We started Clastix with a narrow observation: every Kubernetes cluster wastes three machines on its control plane.

An organization running 30 tenant clusters dedicates 90 machines to API servers and etcd. These machines consume power, rack space, and cooling while running zero workloads. Behind that machine count: 30 independent etcd clusters to back up, 30 sets of TLS certificates to rotate, 30 upgrade cycles to plan with maintenance windows. The operational surface grows linearly with the number of tenants, and none of it serves actual applications.

We built Kamaji to fix this. Kamaji is an open-source hosted control plane engine. It runs tenant control planes as pods on a small set of shared management nodes instead of on dedicated machines. We released it under Apache 2.0, and it works. A 30-tenant deployment that traditionally needs 90 control plane machines runs on 3 shared nodes. Each tenant still gets a real, CNCF compliant Kubernetes cluster with a dedicated etcd instance, full cluster-admin access, and an independent lifecycle. From the tenant's perspective, nothing changes. From the operator's perspective, 87 machines are freed for actual work.

NVIDIA, OVH, Mistral, Rackspace, and others adopted Kamaji for production workloads, running hundreds and in some cases thousands of tenant clusters. But the more we worked with these deployments, the more we understood that hosted control planes, while they solve the biggest single cost, don't solve the whole problem for organizations running Kubernetes.

This post explains what we learned and why we built kMetal. More technical details in Part 2.

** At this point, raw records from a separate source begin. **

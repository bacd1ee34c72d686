//! Error types for adwatch.

use thiserror::Error;

/// Result type alias for adwatch operations.
pub type Result<T> = std::result::Result<T, Error>;

/// Unified error type for adwatch.
#[derive(Error, Debug)]
pub enum Error {
    // Configuration errors (10-19)
    #[error("configuration error: {0}")]
    Config(String),

    #[error("invalid scenario file: {0}")]
    InvalidScenario(String),

    // Storage errors (20-29)
    #[error("storage error: {0}")]
    Storage(String),

    #[error("execution context invalidated")]
    ContextInvalidated,

    // Classification errors (30-39)
    #[error("classification failed: {0}")]
    Classification(String),

    // Automation errors (40-49)
    #[error("automation failed: {0}")]
    Automation(String),

    // I/O errors (60-69)
    #[error("I/O error: {0}")]
    Io(#[from] std::io::Error),

    #[error("JSON serialization error: {0}")]
    Json(#[from] serde_json::Error),
}

impl Error {
    /// Returns the error code for this error type.
    /// Used for detailed error reporting in JSON output.
    pub fn code(&self) -> u32 {
        match self {
            Error::Config(_) => 10,
            Error::InvalidScenario(_) => 11,
            Error::Storage(_) => 20,
            Error::ContextInvalidated => 21,
            Error::Classification(_) => 30,
            Error::Automation(_) => 40,
            Error::Io(_) => 60,
            Error::Json(_) => 61,
        }
    }
}
//! Processors: per-record transformation steps chained between provider and
//! indexer.

use std::fmt;

use regex::Regex;
use tracing::debug;

use super::Holder;
use crate::error::{KbError, Result};

/// Registered id of the built-in [`RegexFilterProcessor`].
pub const REGEX_FILTER_PROCESSOR_ID: &str = "graphkb.processor.regex-filter";

/// A single transformation step over pipeline records.
pub trait Processor: Send + Sync {
    fn name(&self) -> &str;

    fn run(&self, holder: &mut Holder) -> Result<()>;
}

/// Ordered processor pipeline for one slot. Short-circuits on the first
/// failing processor.
pub struct ProcessorChain {
    processors: Vec<Box<dyn Processor>>,
}

impl ProcessorChain {
    pub fn new(processors: Vec<Box<dyn Processor>>) -> Self {
        Self { processors }
    }

    pub fn len(&self) -> usize {
        self.processors.len()
    }

    pub fn is_empty(&self) -> bool {
        self.processors.is_empty()
    }

    pub fn names(&self) -> Vec<&str> {
        self.processors.iter().map(|p| p.name()).collect()
    }

    pub fn run(&self, holder: &mut Holder) -> Result<()> {
        for processor in &self.processors {
            processor.run(holder)?;
        }
        Ok(())
    }
}

impl fmt::Debug for ProcessorChain {
    fn fmt(&self, f: &mut fmt::Formatter<'_>) -> fmt::Result {
        f.debug_tuple("ProcessorChain").field(&self.names()).finish()
    }
}

/// Marks records non-sinkable when the configured payload field does not
/// match `pattern`. Options: `pattern` (required), `field` (default `label`).
#[derive(Debug)]
pub struct RegexFilterProcessor {
    field: String,
    pattern: Regex,
}

impl RegexFilterProcessor {
    pub fn from_options(options: &serde_json::Value) -> Result<Self> {
        let field = options
            .get("field")
            .and_then(|v| v.as_str())
            .unwrap_or("label")
            .to_string();
        let pattern = options
            .get("pattern")
            .and_then(|v| v.as_str())
            .ok_or_else(|| {
                KbError::plugin(
                    REGEX_FILTER_PROCESSOR_ID,
                    "missing 'pattern' option".to_string(),
                )
            })?;
        let pattern =
            Regex::new(pattern).map_err(|e| KbError::plugin(REGEX_FILTER_PROCESSOR_ID, e))?;
        Ok(Self { field, pattern })
    }
}

impl Processor for RegexFilterProcessor {
    fn name(&self) -> &str {
        REGEX_FILTER_PROCESSOR_ID
    }

    fn run(&self, holder: &mut Holder) -> Result<()> {
        let matched = holder
            .payload
            .get(&self.field)
            .and_then(|v| v.as_str())
            .map(|s| self.pattern.is_match(s))
            .unwrap_or(false);
        if !matched {
            debug!(slot = %holder.slot, id = %holder.id, field = %self.field, "record filtered");
            holder.sinkable = false;
        }
        Ok(())
    }
}

#[cfg(test)]
mod tests {
    use super::*;
    use crate::model::SlotId;
    use serde_json::json;

    fn holder(label: &str) -> Holder {
        Holder::new(SlotId::new("wiki", "entities"), json!({ "label": label }))
    }

    #[test]
    fn regex_filter_marks_non_matching_records() {
        let processor =
            RegexFilterProcessor::from_options(&json!({ "pattern": "^[A-Z]" })).unwrap();
        let mut keep = holder("Berlin");
        let mut drop = holder("berlin");
        processor.run(&mut keep).unwrap();
        processor.run(&mut drop).unwrap();
        assert!(keep.sinkable);
        assert!(!drop.sinkable);
    }

    #[test]
    fn regex_filter_requires_a_pattern() {
        let err = RegexFilterProcessor::from_options(&json!({ "field": "label" })).unwrap_err();
        assert!(matches!(err, KbError::PluginInstantiationFailed { .. }));
    }

    #[test]
    fn chain_runs_in_order_and_reports_names() {
        let a = RegexFilterProcessor::from_options(&json!({ "pattern": "." })).unwrap();
        let b = RegexFilterProcessor::from_options(&json!({ "pattern": "^B" })).unwrap();
        let chain = ProcessorChain::new(vec![Box::new(a), Box::new(b)]);
        assert_eq!(chain.len(), 2);
        assert_eq!(
            chain.names(),
            vec![REGEX_FILTER_PROCESSOR_ID, REGEX_FILTER_PROCESSOR_ID]
        );
        let mut record = holder("Amsterdam");
        chain.run(&mut record).unwrap();
        assert!(!record.sinkable, "second filter requires a leading B");
    }
}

The three costs of multi-tenant Kubernetes

When we looked at how organizations actually run multi-tenant Kubernetes, we kept seeing the same three costs stack on top of each other.

1. The control plane tax

This is the one Kamaji addresses directly. Every tenant cluster needs a highly available control plane: three machines for etcd quorum. At scale, these machines represent an important portion of the total fleet, and they do nothing but run infrastructure. The operational burden is proportional: each independent control plane has its own backup schedule, its own certificate rotation, its own upgrade cycle, its own failure domain.

Kamaji eliminates this by hosting all tenant control planes as pods on shared infrastructure. Provisioning drops from hours to about 20 seconds. Upgrades happen via blue/green pod replacement in about 16 seconds with zero downtime. The etcd instance is still dedicated per tenant (data isolation is maintained), but the machines are shared.

This part is open source and works on any infrastructure thanks to Cluster API: bare metal, VMs, cloud, edge. Kamaji doesn't care what's underneath. See full list of supported providers.

2. The hypervisor burden

The control plane tax is expensive, but it's the second cost that really defines the problem of bare metal.

Multi-tenant Kubernetes on bare metal needs tenant isolation. Containers sharing a kernel aren't enough. A container escape compromises every tenant on the host. And network isolation through Kubernetes network policies alone isn't sufficient for hard multi-tenancy requirements. Organizations need both compute separation and network segregation.

The standard solution: install a hypervisor. VMware ESXi, Nutanix AHV, OpenStack, or Proxmox. Spin up VMs for each tenant. Install Kubernetes inside those VMs. Then add a network isolation solution on top: VMware NSX, Nutanix Flow, or manual VLAN stitching.

This works. But here's what you end up running:

A full compute management layer (ESXi, AHV, OpenStack, Proxmox) with its own lifecycle, its own patching, its own monitoring
A separate network isolation layer (NSX, Flow, OVN) with its own management console and its own operational model
A Kubernetes layer on top of both
Three consoles: vCenter (or Prism, or Horizon, or Proxmox UI) + a network management UI + kubectl
Three skill sets: hypervisor administrators, network administrators, and Kubernetes operators
A multi-stage provisioning workflow: create the VM, configure the network, then bootstrap Kubernetes

None of these products was the goal. Isolated Kubernetes clusters were. The hypervisor stack is infrastructure overhead, installed, licensed, operated, and maintained solely as an isolation mechanism for Kubernetes tenants.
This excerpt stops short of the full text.